• [Exercise instructions]:
Check every line below for the word "info" and show those that hold it.

Segment Start: Extracted data

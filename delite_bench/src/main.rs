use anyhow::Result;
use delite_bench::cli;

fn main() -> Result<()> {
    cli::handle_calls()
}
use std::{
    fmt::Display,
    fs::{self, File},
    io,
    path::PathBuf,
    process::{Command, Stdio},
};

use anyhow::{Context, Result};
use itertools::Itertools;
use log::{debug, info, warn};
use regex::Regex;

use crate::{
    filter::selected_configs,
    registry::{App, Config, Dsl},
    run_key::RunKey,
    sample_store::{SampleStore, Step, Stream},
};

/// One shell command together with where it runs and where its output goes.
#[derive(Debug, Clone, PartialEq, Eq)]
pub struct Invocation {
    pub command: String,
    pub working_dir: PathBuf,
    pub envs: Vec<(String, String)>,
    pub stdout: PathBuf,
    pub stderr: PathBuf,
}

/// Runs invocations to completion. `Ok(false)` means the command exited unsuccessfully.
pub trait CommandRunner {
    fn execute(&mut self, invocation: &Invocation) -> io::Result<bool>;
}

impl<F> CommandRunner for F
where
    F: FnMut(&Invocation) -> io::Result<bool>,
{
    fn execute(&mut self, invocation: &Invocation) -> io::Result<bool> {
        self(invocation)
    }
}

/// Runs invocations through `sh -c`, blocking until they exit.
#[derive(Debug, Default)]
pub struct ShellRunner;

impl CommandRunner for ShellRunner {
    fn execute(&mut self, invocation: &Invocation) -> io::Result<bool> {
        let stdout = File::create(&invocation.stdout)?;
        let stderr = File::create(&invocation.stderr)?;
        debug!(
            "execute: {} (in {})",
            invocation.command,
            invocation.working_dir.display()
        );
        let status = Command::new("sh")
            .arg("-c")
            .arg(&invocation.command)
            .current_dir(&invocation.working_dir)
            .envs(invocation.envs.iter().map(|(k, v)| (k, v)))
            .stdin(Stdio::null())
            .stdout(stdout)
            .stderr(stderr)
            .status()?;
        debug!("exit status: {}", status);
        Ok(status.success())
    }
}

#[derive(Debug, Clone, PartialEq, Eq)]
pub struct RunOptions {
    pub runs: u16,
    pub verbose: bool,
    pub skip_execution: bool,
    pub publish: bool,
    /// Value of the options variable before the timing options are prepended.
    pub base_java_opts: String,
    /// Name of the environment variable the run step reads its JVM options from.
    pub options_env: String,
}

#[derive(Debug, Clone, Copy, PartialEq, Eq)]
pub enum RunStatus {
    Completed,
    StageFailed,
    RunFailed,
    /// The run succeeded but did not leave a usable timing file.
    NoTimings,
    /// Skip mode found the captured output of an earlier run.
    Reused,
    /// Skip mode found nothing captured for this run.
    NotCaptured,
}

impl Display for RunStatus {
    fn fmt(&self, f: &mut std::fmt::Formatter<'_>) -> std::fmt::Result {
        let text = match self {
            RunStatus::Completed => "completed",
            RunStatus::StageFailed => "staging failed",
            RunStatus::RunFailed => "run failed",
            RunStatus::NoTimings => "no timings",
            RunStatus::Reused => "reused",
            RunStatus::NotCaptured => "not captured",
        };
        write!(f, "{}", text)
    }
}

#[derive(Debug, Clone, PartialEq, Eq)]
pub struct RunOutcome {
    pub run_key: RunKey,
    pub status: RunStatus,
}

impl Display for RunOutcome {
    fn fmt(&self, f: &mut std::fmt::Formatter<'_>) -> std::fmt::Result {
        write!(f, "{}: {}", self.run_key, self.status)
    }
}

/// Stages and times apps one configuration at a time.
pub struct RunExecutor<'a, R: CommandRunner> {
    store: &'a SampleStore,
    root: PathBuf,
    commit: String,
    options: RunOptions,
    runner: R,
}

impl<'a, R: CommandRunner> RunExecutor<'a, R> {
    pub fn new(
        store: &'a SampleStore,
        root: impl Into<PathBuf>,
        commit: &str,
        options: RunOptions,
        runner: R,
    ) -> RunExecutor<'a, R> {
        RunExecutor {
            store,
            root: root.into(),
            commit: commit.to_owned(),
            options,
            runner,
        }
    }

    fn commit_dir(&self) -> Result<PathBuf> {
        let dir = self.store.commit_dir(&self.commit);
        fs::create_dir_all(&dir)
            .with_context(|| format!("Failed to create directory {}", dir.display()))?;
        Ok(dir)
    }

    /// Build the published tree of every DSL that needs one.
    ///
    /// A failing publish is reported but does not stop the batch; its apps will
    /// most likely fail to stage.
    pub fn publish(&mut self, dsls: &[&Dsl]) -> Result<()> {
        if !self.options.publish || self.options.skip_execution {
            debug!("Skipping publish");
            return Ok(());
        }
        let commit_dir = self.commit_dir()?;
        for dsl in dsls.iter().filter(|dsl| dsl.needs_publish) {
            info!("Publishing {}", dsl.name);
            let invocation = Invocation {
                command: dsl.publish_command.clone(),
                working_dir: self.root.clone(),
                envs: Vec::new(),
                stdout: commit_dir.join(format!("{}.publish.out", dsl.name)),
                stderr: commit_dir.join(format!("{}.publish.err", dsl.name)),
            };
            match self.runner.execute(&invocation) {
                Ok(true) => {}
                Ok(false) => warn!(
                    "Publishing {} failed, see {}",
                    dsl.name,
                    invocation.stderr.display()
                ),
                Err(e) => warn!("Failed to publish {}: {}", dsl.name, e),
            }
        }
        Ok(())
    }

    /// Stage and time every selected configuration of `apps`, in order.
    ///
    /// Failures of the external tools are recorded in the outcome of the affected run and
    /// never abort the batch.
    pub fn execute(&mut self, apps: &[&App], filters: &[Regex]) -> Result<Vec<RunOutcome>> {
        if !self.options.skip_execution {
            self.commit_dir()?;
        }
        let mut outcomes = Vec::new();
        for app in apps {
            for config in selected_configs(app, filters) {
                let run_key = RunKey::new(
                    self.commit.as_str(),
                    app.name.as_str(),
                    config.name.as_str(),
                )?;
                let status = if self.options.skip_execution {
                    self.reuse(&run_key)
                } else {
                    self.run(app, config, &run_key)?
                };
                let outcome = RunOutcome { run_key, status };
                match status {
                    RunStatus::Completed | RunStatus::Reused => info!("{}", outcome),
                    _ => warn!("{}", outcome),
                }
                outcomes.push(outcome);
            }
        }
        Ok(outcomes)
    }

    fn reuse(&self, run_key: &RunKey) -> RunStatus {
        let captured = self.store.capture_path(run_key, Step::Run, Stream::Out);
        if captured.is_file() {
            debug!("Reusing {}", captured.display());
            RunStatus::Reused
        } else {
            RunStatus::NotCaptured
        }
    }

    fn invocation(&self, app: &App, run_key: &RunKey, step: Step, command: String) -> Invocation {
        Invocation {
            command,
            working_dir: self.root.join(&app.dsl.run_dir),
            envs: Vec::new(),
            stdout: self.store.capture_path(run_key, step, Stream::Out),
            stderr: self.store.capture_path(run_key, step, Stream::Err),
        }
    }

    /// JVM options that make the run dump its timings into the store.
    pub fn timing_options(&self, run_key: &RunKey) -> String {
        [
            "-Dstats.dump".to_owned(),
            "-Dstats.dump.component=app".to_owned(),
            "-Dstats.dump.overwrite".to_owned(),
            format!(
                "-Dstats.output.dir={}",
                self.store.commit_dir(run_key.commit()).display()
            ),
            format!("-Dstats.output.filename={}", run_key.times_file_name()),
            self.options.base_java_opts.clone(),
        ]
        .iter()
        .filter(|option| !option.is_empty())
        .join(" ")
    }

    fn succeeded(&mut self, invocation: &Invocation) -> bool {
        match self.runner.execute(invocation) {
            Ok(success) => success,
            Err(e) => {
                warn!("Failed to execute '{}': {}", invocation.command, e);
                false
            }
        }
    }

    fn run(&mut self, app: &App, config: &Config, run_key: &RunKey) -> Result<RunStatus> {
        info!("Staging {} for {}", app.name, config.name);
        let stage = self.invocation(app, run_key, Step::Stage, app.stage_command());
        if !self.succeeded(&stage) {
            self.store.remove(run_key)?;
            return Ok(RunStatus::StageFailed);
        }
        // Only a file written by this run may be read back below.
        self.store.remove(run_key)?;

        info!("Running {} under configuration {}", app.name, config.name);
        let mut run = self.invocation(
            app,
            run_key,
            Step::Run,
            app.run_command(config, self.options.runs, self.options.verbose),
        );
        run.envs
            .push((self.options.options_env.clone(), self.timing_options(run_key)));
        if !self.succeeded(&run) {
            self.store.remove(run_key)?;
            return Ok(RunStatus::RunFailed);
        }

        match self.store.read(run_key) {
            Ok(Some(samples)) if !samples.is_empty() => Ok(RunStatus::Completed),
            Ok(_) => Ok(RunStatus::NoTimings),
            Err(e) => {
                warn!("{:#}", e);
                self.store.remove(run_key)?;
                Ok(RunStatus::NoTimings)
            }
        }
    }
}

Segment End: Extracted data
Segment Start: Extracted data

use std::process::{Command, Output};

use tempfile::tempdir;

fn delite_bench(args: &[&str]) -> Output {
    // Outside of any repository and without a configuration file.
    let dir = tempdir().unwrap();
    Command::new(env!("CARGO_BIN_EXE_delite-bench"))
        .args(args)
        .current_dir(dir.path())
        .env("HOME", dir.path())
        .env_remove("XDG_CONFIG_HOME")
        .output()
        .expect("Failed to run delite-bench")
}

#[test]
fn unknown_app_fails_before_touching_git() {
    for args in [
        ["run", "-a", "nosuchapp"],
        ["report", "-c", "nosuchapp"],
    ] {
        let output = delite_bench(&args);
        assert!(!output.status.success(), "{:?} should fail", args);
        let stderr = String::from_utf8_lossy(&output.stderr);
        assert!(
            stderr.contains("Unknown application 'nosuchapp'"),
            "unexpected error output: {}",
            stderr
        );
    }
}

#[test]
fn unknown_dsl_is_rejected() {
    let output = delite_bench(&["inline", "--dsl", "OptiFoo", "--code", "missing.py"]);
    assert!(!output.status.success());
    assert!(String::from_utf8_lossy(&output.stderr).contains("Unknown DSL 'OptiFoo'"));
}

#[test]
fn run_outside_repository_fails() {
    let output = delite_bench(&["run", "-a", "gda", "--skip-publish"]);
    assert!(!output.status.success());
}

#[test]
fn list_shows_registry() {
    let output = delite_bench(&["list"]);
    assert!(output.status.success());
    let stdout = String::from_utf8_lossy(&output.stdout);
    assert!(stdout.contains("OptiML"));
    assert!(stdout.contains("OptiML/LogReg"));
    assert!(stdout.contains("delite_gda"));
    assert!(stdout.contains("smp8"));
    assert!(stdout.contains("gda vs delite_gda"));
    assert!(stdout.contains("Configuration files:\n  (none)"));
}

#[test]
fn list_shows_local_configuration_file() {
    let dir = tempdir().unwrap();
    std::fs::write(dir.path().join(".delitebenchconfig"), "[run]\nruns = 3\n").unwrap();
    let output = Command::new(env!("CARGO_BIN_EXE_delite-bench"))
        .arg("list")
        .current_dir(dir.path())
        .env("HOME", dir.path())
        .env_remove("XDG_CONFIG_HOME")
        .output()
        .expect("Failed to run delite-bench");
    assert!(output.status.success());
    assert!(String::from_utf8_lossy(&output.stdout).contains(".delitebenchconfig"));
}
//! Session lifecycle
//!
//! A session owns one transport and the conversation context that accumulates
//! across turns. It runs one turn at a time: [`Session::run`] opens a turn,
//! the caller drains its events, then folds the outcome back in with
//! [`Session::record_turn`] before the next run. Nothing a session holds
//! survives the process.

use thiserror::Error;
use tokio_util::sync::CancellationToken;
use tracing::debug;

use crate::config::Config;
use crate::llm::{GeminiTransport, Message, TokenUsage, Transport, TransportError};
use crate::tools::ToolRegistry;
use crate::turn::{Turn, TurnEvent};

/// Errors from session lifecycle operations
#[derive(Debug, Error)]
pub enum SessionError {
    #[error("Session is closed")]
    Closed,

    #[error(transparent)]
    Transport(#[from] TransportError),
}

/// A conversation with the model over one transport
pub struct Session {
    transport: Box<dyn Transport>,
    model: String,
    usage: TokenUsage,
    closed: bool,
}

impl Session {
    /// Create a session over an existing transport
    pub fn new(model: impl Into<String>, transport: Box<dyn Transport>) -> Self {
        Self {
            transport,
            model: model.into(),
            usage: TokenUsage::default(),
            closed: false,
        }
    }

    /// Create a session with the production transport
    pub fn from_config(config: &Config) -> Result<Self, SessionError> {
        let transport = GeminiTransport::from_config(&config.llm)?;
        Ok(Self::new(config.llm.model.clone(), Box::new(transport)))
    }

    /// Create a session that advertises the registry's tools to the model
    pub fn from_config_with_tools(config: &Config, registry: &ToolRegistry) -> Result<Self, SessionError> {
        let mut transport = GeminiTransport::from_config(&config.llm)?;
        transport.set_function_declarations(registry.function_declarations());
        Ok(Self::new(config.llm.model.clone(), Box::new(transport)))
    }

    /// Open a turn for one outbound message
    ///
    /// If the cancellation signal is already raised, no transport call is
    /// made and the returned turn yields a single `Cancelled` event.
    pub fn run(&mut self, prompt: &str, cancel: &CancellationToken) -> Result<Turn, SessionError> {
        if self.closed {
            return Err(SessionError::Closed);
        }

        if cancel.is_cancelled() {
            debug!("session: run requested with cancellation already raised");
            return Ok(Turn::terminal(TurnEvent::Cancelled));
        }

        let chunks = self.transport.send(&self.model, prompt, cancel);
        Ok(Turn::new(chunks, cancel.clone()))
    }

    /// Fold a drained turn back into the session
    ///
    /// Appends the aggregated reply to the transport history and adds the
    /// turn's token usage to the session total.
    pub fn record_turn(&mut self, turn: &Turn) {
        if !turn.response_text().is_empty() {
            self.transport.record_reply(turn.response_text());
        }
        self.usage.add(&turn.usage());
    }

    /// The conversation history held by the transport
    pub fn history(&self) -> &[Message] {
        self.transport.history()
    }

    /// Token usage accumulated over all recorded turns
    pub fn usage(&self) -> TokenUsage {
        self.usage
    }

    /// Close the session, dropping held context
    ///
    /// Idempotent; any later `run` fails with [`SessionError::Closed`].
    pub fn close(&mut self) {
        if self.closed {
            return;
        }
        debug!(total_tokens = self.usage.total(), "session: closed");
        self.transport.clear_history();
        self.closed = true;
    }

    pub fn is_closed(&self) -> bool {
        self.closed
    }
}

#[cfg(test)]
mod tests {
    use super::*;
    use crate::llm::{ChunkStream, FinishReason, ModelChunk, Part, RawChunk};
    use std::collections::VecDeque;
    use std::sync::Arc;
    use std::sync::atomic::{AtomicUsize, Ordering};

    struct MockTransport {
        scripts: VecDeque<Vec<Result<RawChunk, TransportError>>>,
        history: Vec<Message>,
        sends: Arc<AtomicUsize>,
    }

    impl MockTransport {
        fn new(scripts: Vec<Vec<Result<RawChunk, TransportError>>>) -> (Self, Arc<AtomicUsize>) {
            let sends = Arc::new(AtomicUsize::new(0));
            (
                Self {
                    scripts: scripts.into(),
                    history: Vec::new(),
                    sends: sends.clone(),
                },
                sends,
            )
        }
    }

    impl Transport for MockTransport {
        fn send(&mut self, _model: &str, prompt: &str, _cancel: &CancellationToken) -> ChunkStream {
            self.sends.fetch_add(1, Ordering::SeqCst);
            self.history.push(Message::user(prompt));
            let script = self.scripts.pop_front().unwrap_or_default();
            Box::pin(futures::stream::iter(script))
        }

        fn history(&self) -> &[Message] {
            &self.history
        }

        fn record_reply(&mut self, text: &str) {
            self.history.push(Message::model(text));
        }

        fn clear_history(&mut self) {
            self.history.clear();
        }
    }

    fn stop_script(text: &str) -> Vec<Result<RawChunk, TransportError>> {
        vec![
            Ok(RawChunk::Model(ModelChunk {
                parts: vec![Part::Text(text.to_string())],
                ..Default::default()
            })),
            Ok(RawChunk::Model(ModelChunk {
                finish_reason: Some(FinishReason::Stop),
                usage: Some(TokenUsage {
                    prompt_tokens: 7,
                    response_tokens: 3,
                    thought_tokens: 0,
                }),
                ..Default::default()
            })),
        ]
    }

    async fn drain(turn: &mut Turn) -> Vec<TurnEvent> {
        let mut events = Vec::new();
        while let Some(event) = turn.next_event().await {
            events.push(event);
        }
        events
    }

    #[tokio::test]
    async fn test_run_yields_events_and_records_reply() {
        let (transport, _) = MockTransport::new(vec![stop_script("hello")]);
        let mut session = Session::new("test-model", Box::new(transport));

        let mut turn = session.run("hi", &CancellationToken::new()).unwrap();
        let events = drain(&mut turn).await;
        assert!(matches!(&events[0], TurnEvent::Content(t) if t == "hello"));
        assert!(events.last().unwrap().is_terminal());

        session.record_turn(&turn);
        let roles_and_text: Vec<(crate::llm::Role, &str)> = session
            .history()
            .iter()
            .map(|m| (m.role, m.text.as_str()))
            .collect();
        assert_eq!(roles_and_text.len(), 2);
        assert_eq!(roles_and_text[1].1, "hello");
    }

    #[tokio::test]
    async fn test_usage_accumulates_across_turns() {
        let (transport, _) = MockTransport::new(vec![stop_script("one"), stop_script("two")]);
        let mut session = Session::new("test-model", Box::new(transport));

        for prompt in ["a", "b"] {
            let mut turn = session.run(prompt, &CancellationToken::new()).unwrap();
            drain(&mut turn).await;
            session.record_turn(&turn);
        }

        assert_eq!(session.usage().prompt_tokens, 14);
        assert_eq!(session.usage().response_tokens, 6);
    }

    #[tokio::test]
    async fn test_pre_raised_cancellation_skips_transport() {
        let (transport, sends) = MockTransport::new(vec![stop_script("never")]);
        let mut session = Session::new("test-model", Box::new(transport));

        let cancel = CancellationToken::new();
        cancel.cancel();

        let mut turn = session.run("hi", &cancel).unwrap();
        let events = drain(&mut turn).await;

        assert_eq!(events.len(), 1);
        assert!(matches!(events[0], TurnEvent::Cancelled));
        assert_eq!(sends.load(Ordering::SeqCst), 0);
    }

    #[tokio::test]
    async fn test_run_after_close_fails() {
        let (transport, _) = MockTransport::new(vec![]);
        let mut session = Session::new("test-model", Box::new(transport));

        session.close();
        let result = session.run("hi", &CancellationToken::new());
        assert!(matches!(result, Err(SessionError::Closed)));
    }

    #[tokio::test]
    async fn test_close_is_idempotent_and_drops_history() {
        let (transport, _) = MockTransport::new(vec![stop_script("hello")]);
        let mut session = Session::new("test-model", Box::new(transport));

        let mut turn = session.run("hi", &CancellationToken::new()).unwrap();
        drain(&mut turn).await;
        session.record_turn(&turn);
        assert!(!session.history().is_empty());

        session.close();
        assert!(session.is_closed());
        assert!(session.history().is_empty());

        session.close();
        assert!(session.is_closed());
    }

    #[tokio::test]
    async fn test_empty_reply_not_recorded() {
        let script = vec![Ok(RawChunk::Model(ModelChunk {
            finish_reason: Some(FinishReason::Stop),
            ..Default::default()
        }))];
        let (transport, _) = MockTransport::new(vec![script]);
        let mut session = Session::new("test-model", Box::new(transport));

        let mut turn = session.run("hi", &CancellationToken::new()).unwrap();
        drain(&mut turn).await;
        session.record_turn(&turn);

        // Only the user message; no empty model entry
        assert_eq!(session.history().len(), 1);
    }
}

Segment End: Extracted data

• [Exercise response]:
use log::{debug, info, warn};
            info!("Publishing {}", dsl.name);
                    RunStatus::Completed | RunStatus::Reused => info!("{}", outcome),
        info!("Staging {} for {}", app.name, config.name);
        info!("Running {} under configuration {}", app.name, config.name);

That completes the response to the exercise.